Deer Woman di John Landis (presente a Torino per il secondo anno consecutivo, dopo la retrospettiva dedicatagli un anno fa) racconta di bizzarri omicidi avvenuti all'interno di un camion. Gli strani indizi che si dipanano fanno sospettare il detective Farady che si tratti addirittura di una vendetta operata da una creatura della mitologia pellirosse: la donna cervo. Un giochino demenziale, lontano dall'horror e dal fiato corto, che ben presto mostra la corda e cede il passo allo sbadiglio, questo nuovo Landis, assolutamente sottotono. Film sciatto e inoffensivo farcito da un paio di momenti di buona ilarità che ne avrebbero garantito al massimo l'accettabilità come corto e nulla più. Effetti digitali di rara bruttezza a conferma della cura minimale della confezione.
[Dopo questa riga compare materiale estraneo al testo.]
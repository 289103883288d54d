use std::cmp::Reverse;
use std::collections::BinaryHeap;

use arrayvec::ArrayVec;
use log::debug;
use rustc_hash::FxHashMap;

use crate::error::{Error, Result};
use crate::parse;

const ROOM_X: [usize; 4] = [2, 4, 6, 8];
const ENERGY: [u32; 4] = [1, 10, 100, 1000];
const UNFOLDED: [&str; 2] = ["  #D#C#B#A#", "  #D#B#A#C#"];
const MAX_DEPTH: usize = 4;

type Room = ArrayVec<u8, MAX_DEPTH>;

/// Amphipod kinds are 0..4 for A..D. Rooms are stacks, bottom first.
#[derive(Clone, Debug, PartialEq, Eq, Hash, PartialOrd, Ord)]
struct Burrow {
    hallway: [Option<u8>; 11],
    rooms: [Room; 4],
}

impl Burrow {
    fn parse(input: &str, unfold: bool) -> Result<(Burrow, usize)> {
        let mut rows = parse::lines(input)
            .filter(|(_, line)| line.bytes().any(|b| b.is_ascii_uppercase()))
            .collect::<Vec<_>>();
        if rows.len() != 2 {
            return Err(Error::Input(format!("expected 2 room rows, found {}", rows.len())));
        }
        if unfold {
            let ln = rows[0].0;
            for (ix, &row) in UNFOLDED.iter().enumerate() {
                rows.insert(1 + ix, (ln, row));
            }
        }
        let depth = rows.len();

        let mut rooms: [Room; 4] = Default::default();
        for &(ln, row) in rows.iter().rev() {
            for (room, &x) in rooms.iter_mut().zip(&ROOM_X) {
                let kind = match row.as_bytes().get(x + 1) {
                    Some(&b @ b'A' ..= b'D') => b - b'A',
                    _ => return Err(Error::parse(ln, format!("expected an amphipod in column {}", x + 2))),
                };
                room.push(kind);
            }
        }
        for kind in 0 .. 4 {
            let count = rooms.iter().flatten().filter(|&&k| k == kind).count();
            if count != depth {
                return Err(Error::Input(format!("{} amphipods of kind {}, expected {}", count, (b'A' + kind) as char, depth)));
            }
        }
        Ok((Burrow {hallway: [None; 11], rooms}, depth))
    }

    fn done(&self, depth: usize) -> bool {
        self.rooms.iter().enumerate().all(|(kind, room)| room.len() == depth && room.iter().all(|&k| k as usize == kind))
    }

    fn settled(&self, room: usize) -> bool {
        self.rooms[room].iter().all(|&k| k as usize == room)
    }

    fn moves(&self, depth: usize) -> Vec<(u32, Burrow)> {
        let mut moves = Vec::new();

        for (room, &x) in ROOM_X.iter().enumerate() {
            if self.settled(room) {
                continue;
            }
            let mut next = self.clone();
            let Some(kind) = next.rooms[room].pop() else {continue};
            let exit = 1 + depth - self.rooms[room].len();
            let left = (0 ..= x).rev();
            let right = x .. self.hallway.len();
            for path in [left.collect::<Vec<_>>(), right.collect()] {
                for p in path {
                    if self.hallway[p].is_some() {
                        break;
                    }
                    if ROOM_X.contains(&p) {
                        continue;
                    }
                    let mut moved = next.clone();
                    moved.hallway[p] = Some(kind);
                    moves.push(((exit + p.abs_diff(x)) as u32 * ENERGY[kind as usize], moved));
                }
            }
        }

        for (p, cell) in self.hallway.iter().enumerate() {
            let Some(kind) = *cell else {continue};
            let room = kind as usize;
            if !self.settled(room) {
                continue;
            }
            let x = ROOM_X[room];
            let (a, b) = if p < x {(p + 1, x)} else {(x, p - 1)};
            if self.hallway[a ..= b].iter().any(Option::is_some) {
                continue;
            }
            let mut moved = self.clone();
            moved.hallway[p] = None;
            moved.rooms[room].push(kind);
            let steps = p.abs_diff(x) + depth - self.rooms[room].len();
            moves.push((steps as u32 * ENERGY[room], moved));
        }

        moves
    }
}

fn organize(start: Burrow, depth: usize) -> Result<u32> {
    let mut best = FxHashMap::default();
    best.insert(start.clone(), 0);
    let mut queue = BinaryHeap::from([Reverse((0, start))]);
    while let Some(Reverse((cost, burrow))) = queue.pop() {
        if burrow.done(depth) {
            debug!("{} states reached", best.len());
            return Ok(cost);
        }
        if best.get(&burrow).is_some_and(|&c| c < cost) {
            continue;
        }
        for (step, next) in burrow.moves(depth) {
            let total = cost + step;
            if best.get(&next).map_or(true, |&c| total < c) {
                best.insert(next.clone(), total);
                queue.push(Reverse((total, next)));
            }
        }
    }
    Err(Error::NoAnswer("the amphipods cannot be organized".into()))
}

pub fn solve(part: u8, input: &str) -> Result<String> {
    let (burrow, depth) = Burrow::parse(input, part == 2)?;
    Ok(organize(burrow, depth)?.to_string())
}

#[cfg(test)]
mod tests {
    use super::*;

    const EXAMPLE: &str = "\
#############
#...........#
###B#C#B#D###
  #A#D#C#A#
  #########
";

    #[test]
    fn example() {
        assert_eq!(solve(1, EXAMPLE).unwrap(), "12521");
        assert_eq!(solve(2, EXAMPLE).unwrap(), "44169");
    }

    #[test]
    fn rooms_are_stacked_bottom_first() {
        let (burrow, depth) = Burrow::parse(EXAMPLE, true).unwrap();
        assert_eq!(depth, 4);
        assert_eq!(burrow.rooms[0].as_slice(), &[0, 3, 3, 1]);
        assert_eq!(burrow.rooms[3].as_slice(), &[0, 2, 0, 3]);
    }

    #[test]
    fn sorted_burrow_costs_nothing() {
        let sorted = "#############\n#...........#\n###A#B#C#D###\n  #A#B#C#D#\n  #########";
        assert_eq!(solve(1, sorted).unwrap(), "0");
    }

    #[test]
    fn single_swap() {
        let input = "#############\n#...........#\n###B#A#C#D###\n  #A#B#C#D#\n  #########";
        // B waits at x=3 for 2 + 2 steps, A waits at x=5 for 2 + 4 steps
        assert_eq!(solve(1, input).unwrap(), "46");
    }

    #[test]
    fn wrong_counts_are_rejected() {
        let input = "#############\n#...........#\n###A#A#C#D###\n  #A#B#C#D#\n  #########";
        assert!(solve(1, input).is_err());
    }
}
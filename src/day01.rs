use itertools::Itertools;

use crate::error::Result;
use crate::parse;

fn increases(depths: impl Iterator<Item = u32>) -> usize {
    depths.tuple_windows().filter(|(a, b)| b > a).count()
}

pub fn solve(part: u8, input: &str) -> Result<String> {
    let depths = parse::lines(input)
        .map(|(ln, line)| parse::number::<u32>(line, ln))
        .collect::<Result<Vec<_>>>()?;
    let count = if part == 1 {
        increases(depths.into_iter())
    } else {
        increases(depths.into_iter().tuple_windows().map(|(a, b, c)| a + b + c))
    };
    Ok(count.to_string())
}
use regex::Regex;
use rustc_hash::FxHashMap;

use crate::error::Result;
use crate::parse;

pub fn solve(part: u8, input: &str) -> Result<String> {
    let re = Regex::new(r"^(\d+),(\d+) -> (\d+),(\d+)$").expect("valid pattern");
    let mut covered: FxHashMap<(i32, i32), u32> = FxHashMap::default();
    for (ln, line) in parse::lines(input) {
        let caps = parse::captures(&re, line, ln)?;
        let [x1, y1, x2, y2] = [1, 2, 3, 4].map(|i| parse::number::<i32>(&caps[i], ln));
        let (x1, y1, x2, y2) = (x1?, y1?, x2?, y2?);
        let (dx, dy) = ((x2 - x1).signum(), (y2 - y1).signum());
        let diagonal = dx != 0 && dy != 0;
        if diagonal && (part == 1 || (x2 - x1).abs() != (y2 - y1).abs()) {continue};

        let steps = (x2 - x1).abs().max((y2 - y1).abs());
        for i in 0 ..= steps {
            *covered.entry((x1 + i * dx, y1 + i * dy)).or_insert(0) += 1;
        }
    }
    Ok(covered.values().filter(|&&n| n > 1).count().to_string())
}
use crate::error::{Error, Result};
use crate::parse;

enum Line {
    Corrupted(u8),
    /// Closers still needed, innermost first.
    Incomplete(Vec<u8>),
}

fn closer(open: u8) -> Option<u8> {
    match open {
        b'(' => Some(b')'), b'[' => Some(b']'), b'{' => Some(b'}'), b'<' => Some(b'>'),
        _ => None
    }
}

fn check(line: &str, ln: usize) -> Result<Line> {
    let mut stack = vec![];
    for b in line.bytes() {
        match b {
            b'(' | b'[' | b'{' | b'<' => stack.extend(closer(b)),
            b')' | b']' | b'}' | b'>' => if stack.pop() != Some(b) {return Ok(Line::Corrupted(b))},
            _ => return Err(Error::parse(ln, format!("unexpected character '{}'", b as char)))
        }
    }
    stack.reverse();
    Ok(Line::Incomplete(stack))
}

pub fn solve(part: u8, input: &str) -> Result<String> {
    let lines = parse::lines(input).map(|(ln, line)| check(line, ln)).collect::<Result<Vec<_>>>()?;
    if part == 1 {
        Ok(lines.iter().map(|line| match line {
            Line::Corrupted(b')') => 3,
            Line::Corrupted(b']') => 57,
            Line::Corrupted(b'}') => 1197,
            Line::Corrupted(_) => 25137,
            Line::Incomplete(_) => 0,
        }).sum::<u64>().to_string())
    } else {
        let mut scores = lines.iter().filter_map(|line| match line {
            Line::Incomplete(missing) if !missing.is_empty() => Some(
                missing.iter().fold(0u64, |acc, &b| 5 * acc + match b {b')' => 1, b']' => 2, b'}' => 3, _ => 4})
            ),
            _ => None
        }).collect::<Vec<_>>();
        if scores.is_empty() {return Err(Error::NoAnswer("no incomplete lines".into()))};
        scores.sort_unstable();
        Ok(scores[scores.len() / 2].to_string())
    }
}
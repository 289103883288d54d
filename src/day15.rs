use std::cmp::Reverse;
use std::collections::BinaryHeap;

use crate::error::{Error, Result};
use crate::grid::{self, Grid};

/// Lowest total risk from the top left to the bottom right corner.
fn lowest_risk(risk: &Grid) -> Option<u32> {
    let (rows, cols) = (risk.len(), risk[0].len());
    let goal = (rows - 1, cols - 1);
    let mut best = vec![vec![u32::MAX; cols]; rows];
    best[0][0] = 0;
    let mut queue = BinaryHeap::from([Reverse((0, (0, 0)))]);
    while let Some(Reverse((cost, (ri, ci)))) = queue.pop() {
        if (ri, ci) == goal {return Some(cost)};
        if cost > best[ri][ci] {continue};
        for (nr, nc) in grid::neighbours4(ri, ci, rows, cols) {
            let next = cost + risk[nr][nc] as u32;
            if next < best[nr][nc] {
                best[nr][nc] = next;
                queue.push(Reverse((next, (nr, nc))));
            }
        }
    }
    None
}

/// The cave tiled five times in each direction, each tile one riskier, wrapping 9 to 1.
fn tiled(risk: &Grid) -> Grid {
    let (rows, cols) = (risk.len(), risk[0].len());
    (0 .. 5 * rows).map(|ri|
        (0 .. 5 * cols).map(|ci| {
            let bump = (ri / rows + ci / cols) as u8;
            (risk[ri % rows][ci % cols] + bump + 8) % 9 + 1
        }).collect()
    ).collect()
}

pub fn solve(part: u8, input: &str) -> Result<String> {
    let risk = grid::digits(input)?;
    let risk = if part == 1 {risk} else {tiled(&risk)};
    lowest_risk(&risk).map(|r| r.to_string()).ok_or_else(|| Error::NoAnswer("exit unreachable".into()))
}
In Dance of the Dead di Tobe Hooper ci troviamo catapultati in una società post-apocalittica dove dominano violenza e pestilenze. Il macabro è la religione di questo nuovo mondo dove vengono allestiti funerei spettacoli di rianimazione elettrica di morti. E' il fascino maligno del racconto di Matheson da cui è tratto il suddetto episodio, a fornire spessore al film di Hooper, più che la sua mediocre regia, costruita su effettacci ripetitivi e caratterizzata da un'inutile ipercinetismo. D'altronde il creatore del mitico Non aprite quella porta (su cui, diciamocelo, vive di rendita da una vita) non è mai stato dotato di grandi qualità registiche, però per l'occasione mostra di sapere ben gestire, almeno sotto il profilo del racconto e della direzione degli attori, le interessanti suggestioni post-atomiche del plot, per un risultato tutto sommato più che soddisfacente.
Presentato infine, a sorpresa, in un fuori programma graditissimo, l'episodio di Don Coscarelli, intitolato: Incident on and off a Mountain Road, trattto ancora una volta, dopo il grande Bubba Ho-tep, da John R. Lansdale. Purtroppo lo spessore del racconto non è lo stesso, tanto che in questa occasione vale l'esatto opposto rilevato nell'episodio di Hooper. E' infatti l'ottima regia di Coscarelli a fornire spessore ad una storia (costruita sui flashback) di una donna che dopo un incidente stradale si trova ad affrontare un brutale e animalesco serial killer, seguendo gli insegnamenti militareschi del suo ex, folle e panteista marito. Coscarelli imprime un ritmo serrato alla storia e sfugge alle trappole estetiche del low budget con una fotografia ricercata e movimenti di macchina particolarmente eleganti.
(I commenti relativi agli episodi Chocolate e Jenifer sono a cura di Federico Gironi)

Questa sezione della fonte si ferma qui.